**** Data ****

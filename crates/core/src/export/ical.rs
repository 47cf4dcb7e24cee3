//! RFC 5545 iCalendar generation.

use chrono::{DateTime, Utc};
use er_protocol::{CalendarConfig, Event};

const PRODID: &str = "-//event-radar//event-radar//EN";
const MAX_LINE_OCTETS: usize = 75;

/// Render `events` as a single VCALENDAR document with CRLF line endings.
pub fn generate_ical(calendar: &CalendarConfig, events: &[Event], now: DateTime<Utc>) -> String {
    let mut out = String::new();

    push_line(&mut out, "BEGIN:VCALENDAR");
    push_line(&mut out, "VERSION:2.0");
    push_line(&mut out, &format!("PRODID:{PRODID}"));
    push_line(&mut out, "CALSCALE:GREGORIAN");
    push_line(&mut out, "METHOD:PUBLISH");
    push_line(&mut out, &format!("X-WR-CALNAME:{}", escape_text(&calendar.name)));
    push_line(&mut out, &format!("X-WR-CALDESC:{}", escape_text(&calendar.description)));
    push_line(&mut out, &format!("X-WR-TIMEZONE:{}", calendar.timezone));
    if let Some(url) = &calendar.url {
        push_line(&mut out, &format!("URL:{url}"));
    }
    push_line(&mut out, "REFRESH-INTERVAL;VALUE=DURATION:PT1H");
    push_line(&mut out, "X-PUBLISHED-TTL:PT1H");

    for event in events {
        push_event(&mut out, event, now);
    }

    push_line(&mut out, "END:VCALENDAR");
    out
}

fn push_event(out: &mut String, event: &Event, now: DateTime<Utc>) {
    push_line(out, "BEGIN:VEVENT");
    push_line(out, &format!("UID:{}", event.id));
    push_line(out, &format!("DTSTAMP:{}", format_utc(&now)));
    push_line(out, &format!("DTSTART:{}", format_utc(&event.start_date)));
    push_line(out, &format!("DTEND:{}", format_utc(&event.end_date)));
    push_line(out, &format!("SUMMARY:{}", escape_text(&event.title)));
    push_line(out, &format!("DESCRIPTION:{}", escape_text(&describe(event))));
    push_line(out, &format!("LOCATION:{}", escape_text(&event.location)));
    if !event.url.is_empty() {
        push_line(out, &format!("URL:{}", event.url));
    }
    if !event.tags.is_empty() {
        let categories: Vec<String> = event.tags.iter().map(|t| escape_text(t)).collect();
        push_line(out, &format!("CATEGORIES:{}", categories.join(",")));
    }
    push_line(out, &format!("CREATED:{}", format_utc(&event.created_at)));
    push_line(out, &format!("LAST-MODIFIED:{}", format_utc(&event.updated_at)));
    push_line(out, "END:VEVENT");
}

/// Event description enriched with organizer, price, tags, source and id.
pub fn describe(event: &Event) -> String {
    let mut description = event.description.clone();

    if let Some(organizer) = &event.organizer {
        description.push_str(&format!("\n\nOrganizer: {organizer}"));
    }
    if let Some(price) = &event.price {
        description.push_str(&format!("\nPrice: {price}"));
    }
    if !event.tags.is_empty() {
        description.push_str(&format!("\n\nTags: {}", event.tags.join(", ")));
    }
    description.push_str(&format!("\n\nSource: {}", event.source));
    description.push_str(&format!("\nEvent ID: {}", event.id));

    description.trim().to_string()
}

fn format_utc(instant: &DateTime<Utc>) -> String {
    instant.format("%Y%m%dT%H%M%SZ").to_string()
}

/// Escape a TEXT value (RFC 5545 section 3.3.11).
pub fn escape_text(value: &str) -> String {
    let mut escaped = String::with_capacity(value.len());
    for c in value.chars() {
        match c {
            '\\' => escaped.push_str("\\\\"),
            ';' => escaped.push_str("\\;"),
            ',' => escaped.push_str("\\,"),
            '\n' => escaped.push_str("\\n"),
            '\r' => {}
            _ => escaped.push(c),
        }
    }
    escaped
}

/// Append `line` folded at 75 octets, never splitting a UTF-8 sequence.
fn push_line(out: &mut String, line: &str) {
    let mut used = 0;
    for c in line.chars() {
        let width = c.len_utf8();
        if used + width > MAX_LINE_OCTETS {
            out.push_str("\r\n ");
            used = 1;
        }
        out.push(c);
        used += width;
    }
    out.push_str("\r\n");
}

****

● Exercise description: Return the entries above word for word.

● Solved problem:
filename crates/core/src/export/ical.rs
repository 47cf4dcb7e24cee3
//! RFC 5545 iCalendar generation.

use chrono::{DateTime, Utc};
use er_protocol::{CalendarConfig, Event};

const PRODID: &str = "-//event-radar//event-radar//EN";
const MAX_LINE_OCTETS: usize = 75;

/// Render `events` as a single VCALENDAR document with CRLF line endings.
pub fn generate_ical(calendar: &CalendarConfig, events: &[Event], now: DateTime<Utc>) -> String {
    let mut out = String::new();

    push_line(&mut out, "BEGIN:VCALENDAR");
    push_line(&mut out, "VERSION:2.0");
    push_line(&mut out, &format!("PRODID:{PRODID}"));
    push_line(&mut out, "CALSCALE:GREGORIAN");
    push_line(&mut out, "METHOD:PUBLISH");
    push_line(&mut out, &format!("X-WR-CALNAME:{}", escape_text(&calendar.name)));
    push_line(&mut out, &format!("X-WR-CALDESC:{}", escape_text(&calendar.description)));
    push_line(&mut out, &format!("X-WR-TIMEZONE:{}", calendar.timezone));
    if let Some(url) = &calendar.url {
        push_line(&mut out, &format!("URL:{url}"));
    }
    push_line(&mut out, "REFRESH-INTERVAL;VALUE=DURATION:PT1H");
    push_line(&mut out, "X-PUBLISHED-TTL:PT1H");

    for event in events {
        push_event(&mut out, event, now);
    }

    push_line(&mut out, "END:VCALENDAR");
    out
}

fn push_event(out: &mut String, event: &Event, now: DateTime<Utc>) {
    push_line(out, "BEGIN:VEVENT");
    push_line(out, &format!("UID:{}", event.id));
    push_line(out, &format!("DTSTAMP:{}", format_utc(&now)));
    push_line(out, &format!("DTSTART:{}", format_utc(&event.start_date)));
    push_line(out, &format!("DTEND:{}", format_utc(&event.end_date)));
    push_line(out, &format!("SUMMARY:{}", escape_text(&event.title)));
    push_line(out, &format!("DESCRIPTION:{}", escape_text(&describe(event))));
    push_line(out, &format!("LOCATION:{}", escape_text(&event.location)));
    if !event.url.is_empty() {
        push_line(out, &format!("URL:{}", event.url));
    }
    if !event.tags.is_empty() {
        let categories: Vec<String> = event.tags.iter().map(|t| escape_text(t)).collect();
        push_line(out, &format!("CATEGORIES:{}", categories.join(",")));
    }
    push_line(out, &format!("CREATED:{}", format_utc(&event.created_at)));
    push_line(out, &format!("LAST-MODIFIED:{}", format_utc(&event.updated_at)));
    push_line(out, "END:VEVENT");
}

/// Event description enriched with organizer, price, tags, source and id.
pub fn describe(event: &Event) -> String {
    let mut description = event.description.clone();

    if let Some(organizer) = &event.organizer {
        description.push_str(&format!("\n\nOrganizer: {organizer}"));
    }
    if let Some(price) = &event.price {
        description.push_str(&format!("\nPrice: {price}"));
    }
    if !event.tags.is_empty() {
        description.push_str(&format!("\n\nTags: {}", event.tags.join(", ")));
    }
    description.push_str(&format!("\n\nSource: {}", event.source));
    description.push_str(&format!("\nEvent ID: {}", event.id));

    description.trim().to_string()
}

fn format_utc(instant: &DateTime<Utc>) -> String {
    instant.format("%Y%m%dT%H%M%SZ").to_string()
}

/// Escape a TEXT value (RFC 5545 section 3.3.11).
pub fn escape_text(value: &str) -> String {
    let mut escaped = String::with_capacity(value.len());
    for c in value.chars() {
        match c {
            '\\' => escaped.push_str("\\\\"),
            ';' => escaped.push_str("\\;"),
            ',' => escaped.push_str("\\,"),
            '\n' => escaped.push_str("\\n"),
            '\r' => {}
            _ => escaped.push(c),
        }
    }
    escaped
}

/// Append `line` folded at 75 octets, never splitting a UTF-8 sequence.
fn push_line(out: &mut String, line: &str) {
    let mut used = 0;
    for c in line.chars() {
        let width = c.len_utf8();
        if used + width > MAX_LINE_OCTETS {
            out.push_str("\r\n ");
            used = 1;
        }
        out.push(c);
        used += width;
    }
    out.push_str("\r\n");
}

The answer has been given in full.